Dataset entries:

■ ■ ■ ■ ■ ■ ■

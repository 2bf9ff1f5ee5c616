// This Source Code Form is subject to the terms of the Mozilla Public
// License, v. 2.0. If a copy of the MPL was not distributed with this
// file, You can obtain one at https://mozilla.org/MPL/2.0/.

//! Outbound design requests

use serde::{Deserialize, Serialize};
use time::OffsetDateTime;
use uuid::Uuid;

use crate::error::Result;
use crate::lidar::LidarData;
use crate::timestamp::now_timestamp;

/// The user's style input
#[derive(Debug, Clone, Default, PartialEq, Serialize, Deserialize)]
pub struct StyleReference {
    /// Uploaded reference image URLs and any links not recognised below
    #[serde(default)]
    pub images: Vec<String>,
    #[serde(default, skip_serializing_if = "Option::is_none")]
    pub instagram_url: Option<String>,
    #[serde(default, skip_serializing_if = "Option::is_none")]
    pub pinterest_url: Option<String>,
    #[serde(default)]
    pub style_keywords: Vec<String>,
    #[serde(default, skip_serializing_if = "Option::is_none")]
    pub user_thoughts: Option<String>,
}

impl StyleReference {
    /// Build from free-form link fields
    ///
    /// Each field may hold several links, one per line. The first Instagram
    /// and first Pinterest link fill their slots; every other link is kept as
    /// an image reference. Blank thoughts become `None`.
    pub fn from_links<I, S>(links: I, style_keywords: Vec<String>, user_thoughts: &str) -> Self
    where
        I: IntoIterator<Item = S>,
        S: AsRef<str>,
    {
        let mut style = StyleReference {
            style_keywords,
            ..Default::default()
        };

        for field in links {
            for url in field.as_ref().lines().map(str::trim).filter(|l| !l.is_empty()) {
                let lower = url.to_ascii_lowercase();
                if style.instagram_url.is_none() && lower.contains("instagram.com") {
                    style.instagram_url = Some(url.to_string());
                } else if style.pinterest_url.is_none() && is_pinterest(&lower) {
                    style.pinterest_url = Some(url.to_string());
                } else {
                    style.images.push(url.to_string());
                }
            }
        }

        let thoughts = user_thoughts.trim();
        if !thoughts.is_empty() {
            style.user_thoughts = Some(thoughts.to_string());
        }

        style
    }

    /// Replace image references once uploads finish, keeping everything else
    pub fn with_images(self, images: Vec<String>) -> Self {
        Self { images, ..self }
    }

    pub fn has_links(&self) -> bool {
        self.instagram_url.is_some() || self.pinterest_url.is_some()
    }
}

fn is_pinterest(url: &str) -> bool {
    url.contains("pinterest.") || url.contains("pin.it/")
}

/// A stored design request
#[derive(Debug, Clone, PartialEq, Serialize, Deserialize)]
pub struct DesignRequest {
    pub id: Uuid,
    pub lidar_data: LidarData,
    pub style_reference: StyleReference,
    #[serde(with = "time::serde::rfc3339")]
    pub timestamp: OffsetDateTime,
    #[serde(default, skip_serializing_if = "Option::is_none")]
    pub user_id: Option<String>,
}

impl DesignRequest {
    pub fn new(lidar_data: LidarData, style_reference: StyleReference) -> Self {
        Self {
            id: Uuid::new_v4(),
            lidar_data,
            style_reference,
            timestamp: OffsetDateTime::now_utc(),
            user_id: None,
        }
    }

    pub fn with_user_id(mut self, user_id: impl Into<String>) -> Self {
        self.user_id = Some(user_id.into());
        self
    }

    pub fn with_style_reference(self, style_reference: StyleReference) -> Self {
        Self {
            style_reference,
            ..self
        }
    }
}

/// Body posted to the generation webhook
#[derive(Debug, Clone, PartialEq, Serialize, Deserialize)]
#[serde(rename_all = "camelCase")]
pub struct WebhookPayload {
    pub request_id: String,
    pub lidar_data: LidarData,
    pub style_reference: StyleReference,
    pub timestamp: String,
}

impl WebhookPayload {
    /// Wrap a stored request under the id the backend assigned it
    pub fn new(request_id: impl Into<String>, request: &DesignRequest) -> Result<Self> {
        let payload = Self {
            request_id: request_id.into(),
            lidar_data: request.lidar_data.clone(),
            style_reference: request.style_reference.clone(),
            timestamp: now_timestamp()?,
        };

        tracing::info!(
            request_id = %payload.request_id,
            room_type = %payload.lidar_data.room_type,
            has_layout = payload.lidar_data.has_spatial_layout(),
            images = payload.style_reference.images.len(),
            "Prepared webhook payload"
        );

        Ok(payload)
    }

    pub fn to_json(&self) -> Result<String> {
        Ok(serde_json::to_string(self)?)
    }
}
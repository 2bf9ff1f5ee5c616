// This Source Code Form is subject to the terms of the Mozilla Public
// License, v. 2.0. If a copy of the MPL was not distributed with this
// file, You can obtain one at https://mozilla.org/MPL/2.0/.

//! Pipeline settings loaded from environment variables.

use roomscan_spatial::{FloorAreaSource, SpatialConfig};

/// Environment overrides for [`SpatialConfig`]; unset or unparsable values
/// keep the defaults.
#[derive(Debug, Clone)]
pub struct CliConfig {
    pub spatial: SpatialConfig,
}

impl CliConfig {
    /// Load configuration from environment variables.
    pub fn from_env() -> Self {
        Self::from_lookup(|key| std::env::var(key).ok())
    }

    pub fn from_lookup(lookup: impl Fn(&str) -> Option<String>) -> Self {
        let defaults = SpatialConfig::default();

        let spatial = SpatialConfig {
            attachment_threshold: lookup("ROOMSCAN_ATTACHMENT_THRESHOLD")
                .and_then(|v| v.trim().parse().ok())
                .unwrap_or(defaults.attachment_threshold),
            area_source: lookup("ROOMSCAN_AREA_SOURCE")
                .and_then(|v| parse_area_source(&v))
                .unwrap_or(defaults.area_source),
            parallel_extraction: lookup("ROOMSCAN_PARALLEL")
                .and_then(|v| parse_flag(&v))
                .unwrap_or(defaults.parallel_extraction),
            ..defaults
        };

        Self { spatial }
    }
}

fn parse_area_source(value: &str) -> Option<FloorAreaSource> {
    match value.trim().to_ascii_lowercase().as_str() {
        "footprint" => Some(FloorAreaSource::Footprint),
        "first_wall" | "first-wall" => Some(FloorAreaSource::FirstWall),
        _ => None,
    }
}

fn parse_flag(value: &str) -> Option<bool> {
    match value.trim().to_ascii_lowercase().as_str() {
        "1" | "true" | "yes" | "on" => Some(true),
        "0" | "false" | "no" | "off" => Some(false),
        _ => None,
    }
}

■ ■ ■ ■ ■ ■ ■

» **ABOUT THIS EXERCISE**
Print the records again in full, exactly as they appear above.

» **ANSWER TO THIS TASK**
repository 2bf9ff1f5ee5c616
// This Source Code Form is subject to the terms of the Mozilla Public
// License, v. 2.0. If a copy of the MPL was not distributed with this
// file, You can obtain one at https://mozilla.org/MPL/2.0/.

//! Outbound design requests

use serde::{Deserialize, Serialize};
use time::OffsetDateTime;
use uuid::Uuid;

use crate::error::Result;
use crate::lidar::LidarData;
use crate::timestamp::now_timestamp;

/// The user's style input
#[derive(Debug, Clone, Default, PartialEq, Serialize, Deserialize)]
pub struct StyleReference {
    /// Uploaded reference image URLs and any links not recognised below
    #[serde(default)]
    pub images: Vec<String>,
    #[serde(default, skip_serializing_if = "Option::is_none")]
    pub instagram_url: Option<String>,
    #[serde(default, skip_serializing_if = "Option::is_none")]
    pub pinterest_url: Option<String>,
    #[serde(default)]
    pub style_keywords: Vec<String>,
    #[serde(default, skip_serializing_if = "Option::is_none")]
    pub user_thoughts: Option<String>,
}

impl StyleReference {
    /// Build from free-form link fields
    ///
    /// Each field may hold several links, one per line. The first Instagram
    /// and first Pinterest link fill their slots; every other link is kept as
    /// an image reference. Blank thoughts become `None`.
    pub fn from_links<I, S>(links: I, style_keywords: Vec<String>, user_thoughts: &str) -> Self
    where
        I: IntoIterator<Item = S>,
        S: AsRef<str>,
    {
        let mut style = StyleReference {
            style_keywords,
            ..Default::default()
        };

        for field in links {
            for url in field.as_ref().lines().map(str::trim).filter(|l| !l.is_empty()) {
                let lower = url.to_ascii_lowercase();
                if style.instagram_url.is_none() && lower.contains("instagram.com") {
                    style.instagram_url = Some(url.to_string());
                } else if style.pinterest_url.is_none() && is_pinterest(&lower) {
                    style.pinterest_url = Some(url.to_string());
                } else {
                    style.images.push(url.to_string());
                }
            }
        }

        let thoughts = user_thoughts.trim();
        if !thoughts.is_empty() {
            style.user_thoughts = Some(thoughts.to_string());
        }

        style
    }

    /// Replace image references once uploads finish, keeping everything else
    pub fn with_images(self, images: Vec<String>) -> Self {
        Self { images, ..self }
    }

    pub fn has_links(&self) -> bool {
        self.instagram_url.is_some() || self.pinterest_url.is_some()
    }
}

fn is_pinterest(url: &str) -> bool {
    url.contains("pinterest.") || url.contains("pin.it/")
}

/// A stored design request
#[derive(Debug, Clone, PartialEq, Serialize, Deserialize)]
pub struct DesignRequest {
    pub id: Uuid,
    pub lidar_data: LidarData,
    pub style_reference: StyleReference,
    #[serde(with = "time::serde::rfc3339")]
    pub timestamp: OffsetDateTime,
    #[serde(default, skip_serializing_if = "Option::is_none")]
    pub user_id: Option<String>,
}

impl DesignRequest {
    pub fn new(lidar_data: LidarData, style_reference: StyleReference) -> Self {
        Self {
            id: Uuid::new_v4(),
            lidar_data,
            style_reference,
            timestamp: OffsetDateTime::now_utc(),
            user_id: None,
        }
    }

    pub fn with_user_id(mut self, user_id: impl Into<String>) -> Self {
        self.user_id = Some(user_id.into());
        self
    }

    pub fn with_style_reference(self, style_reference: StyleReference) -> Self {
        Self {
            style_reference,
            ..self
        }
    }
}

/// Body posted to the generation webhook
#[derive(Debug, Clone, PartialEq, Serialize, Deserialize)]
#[serde(rename_all = "camelCase")]
pub struct WebhookPayload {
    pub request_id: String,
    pub lidar_data: LidarData,
    pub style_reference: StyleReference,
    pub timestamp: String,
}

impl WebhookPayload {
    /// Wrap a stored request under the id the backend assigned it
    pub fn new(request_id: impl Into<String>, request: &DesignRequest) -> Result<Self> {
        let payload = Self {
            request_id: request_id.into(),
            lidar_data: request.lidar_data.clone(),
            style_reference: request.style_reference.clone(),
            timestamp: now_timestamp()?,
        };

        tracing::info!(
            request_id = %payload.request_id,
            room_type = %payload.lidar_data.room_type,
            has_layout = payload.lidar_data.has_spatial_layout(),
            images = payload.style_reference.images.len(),
            "Prepared webhook payload"
        );

        Ok(payload)
    }

    pub fn to_json(&self) -> Result<String> {
        Ok(serde_json::to_string(self)?)
    }
}
repository 2bf9ff1f5ee5c616
// This Source Code Form is subject to the terms of the Mozilla Public
// License, v. 2.0. If a copy of the MPL was not distributed with this
// file, You can obtain one at https://mozilla.org/MPL/2.0/.

//! Pipeline settings loaded from environment variables.

use roomscan_spatial::{FloorAreaSource, SpatialConfig};

/// Environment overrides for [`SpatialConfig`]; unset or unparsable values
/// keep the defaults.
#[derive(Debug, Clone)]
pub struct CliConfig {
    pub spatial: SpatialConfig,
}

impl CliConfig {
    /// Load configuration from environment variables.
    pub fn from_env() -> Self {
        Self::from_lookup(|key| std::env::var(key).ok())
    }

    pub fn from_lookup(lookup: impl Fn(&str) -> Option<String>) -> Self {
        let defaults = SpatialConfig::default();

        let spatial = SpatialConfig {
            attachment_threshold: lookup("ROOMSCAN_ATTACHMENT_THRESHOLD")
                .and_then(|v| v.trim().parse().ok())
                .unwrap_or(defaults.attachment_threshold),
            area_source: lookup("ROOMSCAN_AREA_SOURCE")
                .and_then(|v| parse_area_source(&v))
                .unwrap_or(defaults.area_source),
            parallel_extraction: lookup("ROOMSCAN_PARALLEL")
                .and_then(|v| parse_flag(&v))
                .unwrap_or(defaults.parallel_extraction),
            ..defaults
        };

        Self { spatial }
    }
}

fn parse_area_source(value: &str) -> Option<FloorAreaSource> {
    match value.trim().to_ascii_lowercase().as_str() {
        "footprint" => Some(FloorAreaSource::Footprint),
        "first_wall" | "first-wall" => Some(FloorAreaSource::FirstWall),
        _ => None,
    }
}

fn parse_flag(value: &str) -> Option<bool> {
    match value.trim().to_ascii_lowercase().as_str() {
        "1" | "true" | "yes" | "on" => Some(true),
        "0" | "false" | "no" | "off" => Some(false),
        _ => None,
    }
}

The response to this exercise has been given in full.